Mit dem Ziel Entwicklungsprozesse zu beschleunigen und trotzdem die vorhandenen hohen Qualitätsstandards beizubehalten, wandte sich der Haushaltsgerätehersteller an Novicos. In einem gemeinsamen Projekt wurde ein virtueller Prototyp entwickelt, mit dem sich die Schallabstrahlung vorhersagen lässt. Eine anspruchsvolle Aufgabe, da in diesem Fall nicht nur das Verhalten einzelner Elemente oder Baugruppen betrachtet, sondern eine komplette Maschine simuliert wurde.

Um den Waschautomaten als Modell abbilden zu können, wurde eine Kombination aus unterschiedlichen Berechnungsmethoden gewählt: die konventionelle Finite-Elemente-Methode (FEM) für die Ermittlung der Strukturschwingungen, die Mehr-Körper-Simulation (MKS) für die Analyse der Maschinendynamik und eine Boundary Element Method (BEM) zur Berechnung des abgestrahlten Schalls. Die dynamischen Eigenschaften einzelner Komponenten des Strukturmodells wurden durch begleitende Messungen gezielt untersucht.  Durch den schrittweisen Aufbau des Gesamtmodells war es möglich, das angestrebte Modell zu entwickeln und dessen Tauglichkeit mithilfe von akustischen Messungen zu bestätigen.

Hierfür wurden zunächst einzelne Komponenten, wie Motor und Pumpe, mithilfe der Finite-Elemente-Methode (FEM) berechnet. Diese Ergebnisse wurden auf eine Mehr-Körper-Simulation (MKS) übertragen, welche die ungleichmäßige Massenverteilung innerhalb der Trommel, Schwerpunkte, Starrkörperdynamik, Motoreneigenschaften, das Hochlaufprofil sowie charakteristische Kurven von Federn, Dämpfern und Türdichtung mit einbezieht.

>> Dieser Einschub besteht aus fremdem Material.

use std::fmt::Debug;

use chrono::{DateTime, Utc};
use serde::{Deserialize, Serialize, de::DeserializeOwned};

use crate::{CqrsError, EventRegistry, Headers, Result, Uuid};

/// The `DomainEvent` trait is implemented by the closed set of events of one aggregate type.
///
/// Each variant of the implementing enum wraps a payload struct (an [`EventVariant`]) that carries
/// the aggregate ID plus whatever the fact needs. The implementation is normally generated by
/// [`domain_events!`](crate::domain_events), which keeps variant tags, payload encoding and the
/// decode registry in sync.
pub trait DomainEvent: Clone + Debug + Send + Sync + 'static {
    /// Gets the stable tag of the concrete variant, as written in the `EventType` header.
    fn event_type(&self) -> &'static str;

    /// Gets the ID of the aggregate that produced the event.
    fn aggregate_id(&self) -> Uuid;

    /// Serializes the payload of the concrete variant, without any tag.
    fn to_payload(&self) -> serde_json::Result<serde_json::Value>;

    /// Registers one decode routine per variant tag.
    fn register(registry: &mut EventRegistry<Self>)
    where
        Self: Sized;
}

/// A payload struct wrapped by exactly one variant of a [`DomainEvent`] enum.
pub trait EventVariant: Serialize + DeserializeOwned + Send + Sync + 'static {
    /// The event enum this payload belongs to.
    type Event: DomainEvent;

    /// Stable tag of the variant. Changing it breaks every stream already written.
    const EVENT_TYPE: &'static str;

    /// Wraps the payload into its enum variant.
    fn into_event(self) -> Self::Event;

    /// Borrows the payload if `event` is this variant.
    fn peek(event: &Self::Event) -> Option<&Self>;
}

/// The `domain_events!` macro derives the variant plumbing for an aggregate's event enum.
///
/// Every payload struct must implement `Serialize` and `Deserialize` and carry an `id: Uuid`
/// field holding the aggregate ID.
///
/// ```rust,ignore
/// pub enum CounterEvent {
///     Incremented(Incremented),
///     Reset(Reset),
/// }
///
/// domain_events! {
///     CounterEvent {
///         Incremented(Incremented) => "CounterIncremented",
///         Reset(Reset) => "CounterReset",
///     }
/// }
/// ```
#[macro_export]
macro_rules! domain_events {
    (
        $Name:ident {
            $($Variant:ident($Payload:ty) => $tag:literal),* $(,)?
        }
    ) => {
        $(
            impl From<$Payload> for $Name {
                fn from(event: $Payload) -> Self {
                    $Name::$Variant(event)
                }
            }

            impl $crate::EventVariant for $Payload {
                type Event = $Name;

                const EVENT_TYPE: &'static str = $tag;

                fn into_event(self) -> $Name {
                    $Name::$Variant(self)
                }

                fn peek(event: &$Name) -> Option<&Self> {
                    match event {
                        $Name::$Variant(inner) => Some(inner),
                        #[allow(unreachable_patterns)]
                        _ => None,
                    }
                }
            }
        )*

        impl $crate::DomainEvent for $Name {
            fn event_type(&self) -> &'static str {
                match self {
                    $($Name::$Variant(_) => $tag,)*
                }
            }

            fn aggregate_id(&self) -> $crate::Uuid {
                match self {
                    $($Name::$Variant(inner) => inner.id,)*
                }
            }

            fn to_payload(&self) -> $crate::serde_json::Result<$crate::serde_json::Value> {
                match self {
                    $($Name::$Variant(inner) => $crate::serde_json::to_value(inner),)*
                }
            }

            fn register(registry: &mut $crate::EventRegistry<Self>) {
                $(registry.register::<$Payload>();)*
            }
        }
    };
}

/// The `PublishedEvent` struct is what subscribers receive once a commit is durable.
///
/// It is type-erased so a single publisher can serve every aggregate type: the payload stays as
/// JSON and is decoded by the subscriber with [`PublishedEvent::get_payload`], usually into the
/// payload struct matching [`event_type`](PublishedEvent::event_type).
#[derive(Clone, Debug, Serialize, Deserialize)]
pub struct PublishedEvent {
    /// The ID of the record the event was written as.
    pub id: Uuid,

    /// The stable variant tag.
    pub event_type: String,

    /// The ID of the aggregate that the event is associated with.
    pub aggregate_id: Uuid,

    /// The aggregate-type tag.
    pub aggregate_type: String,

    /// The commit the event was saved in.
    pub commit_id: Uuid,

    /// The commit headers, including caller-supplied ones.
    pub headers: Headers,

    /// The 1-based position of the event in its stream.
    pub version: u64,

    /// When the commit holding the event became durable.
    pub timestamp: DateTime<Utc>,

    /// The payload of the event.
    payload: serde_json::Value,
}

impl PublishedEvent {
    #[allow(clippy::too_many_arguments)]
    pub(crate) fn new(
        id: Uuid,
        event_type: &str,
        aggregate_id: Uuid,
        aggregate_type: &str,
        commit_id: Uuid,
        headers: Headers,
        version: u64,
        payload: serde_json::Value,
    ) -> Self {
        Self {
            id,
            event_type: event_type.to_string(),
            aggregate_id,
            aggregate_type: aggregate_type.to_string(),
            commit_id,
            headers,
            version,
            timestamp: Utc::now(),
            payload,
        }
    }

    /// Gets the payload of the event.
    pub fn get_payload<T: DeserializeOwned>(&self) -> Result<T> {
        serde_json::from_value(self.payload.clone()).map_err(CqrsError::PayloadSerialization)
    }

    /// Returns `true` if the event is the variant `V`.
    pub fn is<V: EventVariant>(&self) -> bool {
        self.event_type == V::EVENT_TYPE
    }
}
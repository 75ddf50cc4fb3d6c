use std::collections::HashMap;

use crate::{Aggregate, CqrsError, DomainEvent, EventVariant, Result};

type Transition<A> = Box<dyn Fn(&mut A, &<A as Aggregate>::Event) + Send + Sync>;

/// The state transitions of one aggregate type, keyed by event variant tag.
///
/// ```rust,ignore
/// static TRANSITIONS: LazyLock<Transitions<InventoryItem>> = LazyLock::new(|| {
///     Transitions::new()
///         .on::<InventoryItemCreated>(InventoryItem::on_created)
///         .on::<InventoryItemRenamed>(InventoryItem::on_renamed)
/// });
/// ```
pub struct Transitions<A: Aggregate> {
    handlers: HashMap<&'static str, Transition<A>>,
}

impl<A: Aggregate> Transitions<A> {
    pub fn new() -> Self {
        Self {
            handlers: HashMap::new(),
        }
    }

    /// Registers `apply` as the transition for the variant `V`.
    pub fn on<V>(mut self, apply: fn(&mut A, &V)) -> Self
    where
        V: EventVariant<Event = A::Event>,
    {
        let transition = move |aggregate: &mut A, event: &A::Event| {
            if let Some(variant) = V::peek(event) {
                apply(aggregate, variant);
            }
        };
        self.handlers.insert(V::EVENT_TYPE, Box::new(transition));
        self
    }

    pub(crate) fn dispatch(&self, aggregate: &mut A, event: &A::Event) -> Result<()> {
        let event_type = event.event_type();
        let transition =
            self.handlers
                .get(event_type)
                .ok_or_else(|| CqrsError::UnhandledEventVariant {
                    aggregate_type: A::AGGREGATE_TYPE,
                    event_type: event_type.to_string(),
                })?;

        transition(aggregate, event);
        Ok(())
    }
}

impl<A: Aggregate> Default for Transitions<A> {
    fn default() -> Self {
        Self::new()
    }
}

Diese MKS-Analyse stellt Daten zur Betriebsschwingung und Strukturantwort im Zeitbereich in Form von modalen Partizipationsfaktoren zur Verfügung und bildet so das allgemeine dynamische Verhalten der kompletten Maschine ab.

Ein von Novicos entwickeltes Fortran-Skript, das in die MATLAB-Umgebung eingebunden wurde, wandelte die Daten der gekoppelten FEM/MKS-Analyse so um, dass Eigenvektoren und Oberflächengeschwindigkeitsamplituden direkt auf ein akustisches Netz in der Simulationssoftware übertragen werden konnten. Diese stellt eine indirekte Boundary Element Method (IBEM) zur Verfügung, die im Gegensatz zur konventionellen BEM Schallfeldberechnungen an einer unbegrenzten Anzahl an Strukturen mit freien Kanten sowie verzweigten Oberflächen durchführen kann.

Der Einsatz von Simulationssoftware und numerischen Methoden ermöglichte dem Novicos-Projektteam die Schalldruckpegel rund um die Waschmaschine genau vorherzusagen und durch unterschiedliche Graphen die Schalldruckverteilung bei bestimmten Frequenzen, die Schallamplitude an spezifischen Punkten für einen Frequenzbereich oder auch die Hauptverursacher für Geräusche nach Amplitude und Frequenz darzustellen.

Um das beschriebene Vorgehen zu verifizieren, führten die Projektpartner bei Miele akustische Messungen an einem vorhandenen Gerät durch und glichen die Messergebnisse mit den Ergebnissen der Simulation ab. Mit einer hohen Genauigkeit und nur sehr geringen Abweichungen war das Ergebnis mehr als zufriedenstellend und bestätigte den innovativen Ansatz von Novicos. Waschmaschinenhersteller Miele ist durch den Einsatz virtueller Prototypen in der Lage, eigenständig Simulationen für Produktentwicklungen und Optimierungen vorzunehmen.